Main Interests:
- Scala and Java programming
- Distributed, scalable and fault-tolerant system design
- Big Data analytics (MapReduce, Hadoop, Spark, Storm)
Current projects (2012-present):
- CrowdStreams: design and implementations of a real-time traffic data monitoring system to estimate/forecast traffic flow in the neighbourhood of a social event, such as Paleo, using the Spark Streaming framework.
- Livre Artist: extracting, normalizing and creating a relational database for the Helvetica Catalog of Swiss National Library.
- Realtime Data Loss Prevention: design and implementation of a content-based DLP solution for “data in motion” in order to construct realtime data leakage detection platform using Apache HBase, Storm and Spark computing platforms.

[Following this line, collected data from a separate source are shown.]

//! Resource registry: the single owner of every exposed value.
//!
//! ```text
//!  sensors / button ──set_value──▶ ┌──────────────────┐ ──take_notification──▶ transport
//!                                  │ ResourceRegistry │
//!  remote manager ──handle_remote_*▶│  values · perms  │ ──on_write / on_execute──▶ AppCommand
//!                                  └──────────────────┘
//! ```
//!
//! All value mutation goes through here, so change notification has exactly
//! one source.  The registry is only touched from the control loop and has
//! no internal locking.
//!
//! Notifications are coalesced: a resource that changes several times
//! before the transport drains the queue is reported once, with its latest
//! value.

use heapless::{Deque, Vec};
use log::{debug, warn};

use crate::app::commands::AppCommand;
use crate::error::RegistryError;

use super::methods::Methods;
use super::path::ResourcePath;

/// Capacity of the resource table.
pub const MAX_RESOURCES: usize = 32;

/// Handler invoked after an accepted remote WRITE, with the committed value.
pub type WriteHandler = fn(&ResourcePath, &str) -> Option<AppCommand>;

/// Handler invoked for an accepted remote EXECUTE, with the argument payload.
pub type ExecuteHandler = fn(&ResourcePath, &str) -> Option<AppCommand>;

/// Handler invoked with the delivery outcome of a notification.
pub type NotifyResultHandler = fn(&ResourcePath, DeliveryStatus);

/// Outcome of an observation notification, as reported by the transport.
#[derive(Debug, Clone, Copy, PartialEq, Eq)]
pub enum DeliveryStatus {
    /// Handed to the network stack.
    Sent,
    /// Acknowledged by the server.
    Delivered,
    /// Could not be sent (queue full, encode error, link down).
    SendFailed,
    /// The server started observing the resource.
    Subscribed,
    /// The server stopped observing the resource.
    Unsubscribed,
}

/// Opaque index into the registry, returned by [`ResourceRegistry::create`].
#[derive(Debug, Clone, Copy, PartialEq, Eq, Hash)]
pub struct ResourceHandle(u8);

impl ResourceHandle {
    fn index(self) -> usize {
        self.0 as usize
    }
}

/// A single addressable value.
pub struct Resource {
    path: ResourcePath,
    name: &'static str,
    value: String,
    methods: Methods,
    observable: bool,
    notify_pending: bool,
    on_write: Option<WriteHandler>,
    on_execute: Option<ExecuteHandler>,
    on_notify_result: Option<NotifyResultHandler>,
}

impl Resource {
    pub fn path(&self) -> ResourcePath {
        self.path
    }

    pub fn name(&self) -> &'static str {
        self.name
    }

    pub fn value(&self) -> &str {
        &self.value
    }

    pub fn methods(&self) -> Methods {
        self.methods
    }

    pub fn is_observable(&self) -> bool {
        self.observable
    }
}

/// Owns all resources and the pending-notification queue.
pub struct ResourceRegistry {
    resources: Vec<Resource, MAX_RESOURCES>,
    pending: Deque<ResourceHandle, MAX_RESOURCES>,
}

impl Default for ResourceRegistry {
    fn default() -> Self {
        Self::new()
    }
}

impl ResourceRegistry {
    pub fn new() -> Self {
        Self {
            resources: Vec::new(),
            pending: Deque::new(),
        }
    }

    // ── Creation ──────────────────────────────────────────────

    /// Register a new resource.
    ///
    /// Fails with `InvalidPath` for malformed path text, `DuplicatePath` if
    /// the path is taken, and `RegistryFull` when the table is exhausted.
    /// The registry is unchanged on failure.
    pub fn create(
        &mut self,
        path: &str,
        initial_value: &str,
        methods: Methods,
        observable: bool,
    ) -> Result<ResourceHandle, RegistryError> {
        let path = ResourcePath::parse(path)?;
        if self.find(&path).is_some() {
            return Err(RegistryError::DuplicatePath);
        }

        let handle = ResourceHandle(self.resources.len() as u8);
        self.resources
            .push(Resource {
                path,
                name: "",
                value: String::from(initial_value),
                methods,
                observable,
                notify_pending: false,
                on_write: None,
                on_execute: None,
                on_notify_result: None,
            })
            .map_err(|_| RegistryError::RegistryFull)?;

        debug!("registry: created {} = {:?}", path, initial_value);
        Ok(handle)
    }

    /// Attach a human-readable name (e.g. `"temperature"`).
    pub fn set_name(&mut self, handle: ResourceHandle, name: &'static str) {
        if let Some(r) = self.resources.get_mut(handle.index()) {
            r.name = name;
        }
    }

    pub fn attach_write_handler(&mut self, handle: ResourceHandle, handler: WriteHandler) {
        if let Some(r) = self.resources.get_mut(handle.index()) {
            r.on_write = Some(handler);
        }
    }

    pub fn attach_execute_handler(&mut self, handle: ResourceHandle, handler: ExecuteHandler) {
        if let Some(r) = self.resources.get_mut(handle.index()) {
            r.on_execute = Some(handler);
        }
    }

    pub fn attach_notify_result_handler(
        &mut self,
        handle: ResourceHandle,
        handler: NotifyResultHandler,
    ) {
        if let Some(r) = self.resources.get_mut(handle.index()) {
            r.on_notify_result = Some(handler);
        }
    }

    // ── Local access ──────────────────────────────────────────

    /// Store a value produced on the device (sensor, button counter).
    ///
    /// Never fails for handles minted by this registry.  Observable
    /// resources get a notification queued; the caller is not blocked.
    pub fn set_value(&mut self, handle: ResourceHandle, value: &str) {
        let Some(r) = self.resources.get_mut(handle.index()) else {
            warn!("registry: set_value on unknown handle {:?}", handle);
            return;
        };
        r.value.clear();
        r.value.push_str(value);

        if r.observable && !r.notify_pending {
            r.notify_pending = true;
            if self.pending.push_back(handle).is_err() {
                // Unreachable while the queue is as large as the table.
                warn!("registry: notification queue full, dropping {}", r.path);
                r.notify_pending = false;
            }
        }
    }

    /// Latest committed value (empty for a foreign handle).
    pub fn get_value(&self, handle: ResourceHandle) -> &str {
        self.resources
            .get(handle.index())
            .map_or("", |r| r.value.as_str())
    }

    pub fn get(&self, handle: ResourceHandle) -> Option<&Resource> {
        self.resources.get(handle.index())
    }

    /// Look up a handle by path.
    pub fn find(&self, path: &ResourcePath) -> Option<ResourceHandle> {
        self.resources
            .iter()
            .position(|r| r.path == *path)
            .map(|i| ResourceHandle(i as u8))
    }

    pub fn path(&self, handle: ResourceHandle) -> Option<ResourcePath> {
        self.resources.get(handle.index()).map(|r| r.path)
    }

    /// All registered paths, in creation order (used for the registration
    /// announcement).
    pub fn paths(&self) -> impl Iterator<Item = ResourcePath> + '_ {
        self.resources.iter().map(|r| r.path)
    }

    pub fn len(&self) -> usize {
        self.resources.len()
    }

    pub fn is_empty(&self) -> bool {
        self.resources.is_empty()
    }

    // ── Remote access ─────────────────────────────────────────

    /// Remote READ.  Requires `Methods::READ`.
    pub fn handle_remote_read(&self, handle: ResourceHandle) -> Result<&str, RegistryError> {
        let r = self
            .resources
            .get(handle.index())
            .ok_or(RegistryError::UnknownResource)?;
        if !r.methods.contains(Methods::READ) {
            return Err(RegistryError::MethodNotAllowed);
        }
        Ok(&r.value)
    }

    /// Remote WRITE.  Requires `Methods::WRITE`.
    ///
    /// The value is committed before `on_write` runs, so the handler sees
    /// the new value.  Whatever command the handler returns is passed back
    /// for the dispatcher to apply.
    pub fn handle_remote_write(
        &mut self,
        handle: ResourceHandle,
        value: &str,
    ) -> Result<Option<AppCommand>, RegistryError> {
        let r = self
            .resources
            .get(handle.index())
            .ok_or(RegistryError::UnknownResource)?;
        if !r.methods.contains(Methods::WRITE) {
            return Err(RegistryError::MethodNotAllowed);
        }
        let (path, on_write) = (r.path, r.on_write);

        self.set_value(handle, value);
        Ok(on_write.and_then(|f| f(&path, self.get_value(handle))))
    }

    /// Remote EXECUTE.  Requires `Methods::EXECUTE`.
    ///
    /// Handlers must not do long work here; they return a command instead
    /// (e.g. [`AppCommand::StartBlink`]).
    pub fn handle_remote_execute(
        &mut self,
        handle: ResourceHandle,
        arg: &str,
    ) -> Result<Option<AppCommand>, RegistryError> {
        let r = self
            .resources
            .get(handle.index())
            .ok_or(RegistryError::UnknownResource)?;
        if !r.methods.contains(Methods::EXECUTE) {
            return Err(RegistryError::MethodNotAllowed);
        }
        Ok(r.on_execute.and_then(|f| f(&r.path, arg)))
    }

    // ── Notifications ─────────────────────────────────────────

    /// Pop the oldest resource with an unsent change notification.
    pub fn take_notification(&mut self) -> Option<ResourceHandle> {
        let handle = self.pending.pop_front()?;
        if let Some(r) = self.resources.get_mut(handle.index()) {
            r.notify_pending = false;
        }
        Some(handle)
    }

    /// Number of resources waiting to be notified.
    pub fn pending_notifications(&self) -> usize {
        self.pending.len()
    }

    /// Route a transport delivery report to the resource's handler.
    pub fn report_delivery(
        &self,
        path: &ResourcePath,
        status: DeliveryStatus,
    ) -> Result<(), RegistryError> {
        let handle = self.find(path).ok_or(RegistryError::UnknownResource)?;
        let r = &self.resources[handle.index()];
        if let Some(f) = r.on_notify_result {
            f(&r.path, status);
        }
        Ok(())
    }
}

- CITATION: design of a data middleware infrastructure on the Cloud for crowd monitoring project in the context of Internet of Things at IICT (iNuit project) and implementation of a REST API using MongoDB and Python.
- Efficient Near Duplicate Detection: design and implementation of an efficient tool to detect similar (duplicated) contents in large collections using the MapReduce programming model and evaluation using Apache Hadoop and Spark platforms.
- SITG Catalog Clustering: automatic clustering of the documents of the Système d’Information du Territoire à Genève (SITG) using Apache Mahout.
- Social Media Monitoring: desing and implementation of a classification algorithm for sentiment analysis in social networks (Twitter).
- THESAURO: automatic reorganization of the Radio Télévision Suisse Romande (RTS) thesaurus using association rule mining.
- GARSV: semi-automatic generation of resumes from the videos of the Grand Conseil Neuchâtelois.
Postdoctoral projects (2011):
- Designing Semi-Synchronous Algorithms: algorithms that their progress is independent of the system timeout.
- Transforming Consensus to Fair Atomic Broadcast: algorithms that their progress is independent of the behavior of faulty processes.
- Publications: EPFL InfoScience Library
Doctoral project (2006-2010):
- Design, implementation and quantitative analysis of fault-tolerant distributed algorithms to provide reliable and highly available systems.
- Development of a decentralized Byzantine consensus algorithm that outperforms the existing centralized algorithms in the worst case.
- Simulation and performance evaluation of distributed algorithms in the context of wireless mobile ad hoc networks.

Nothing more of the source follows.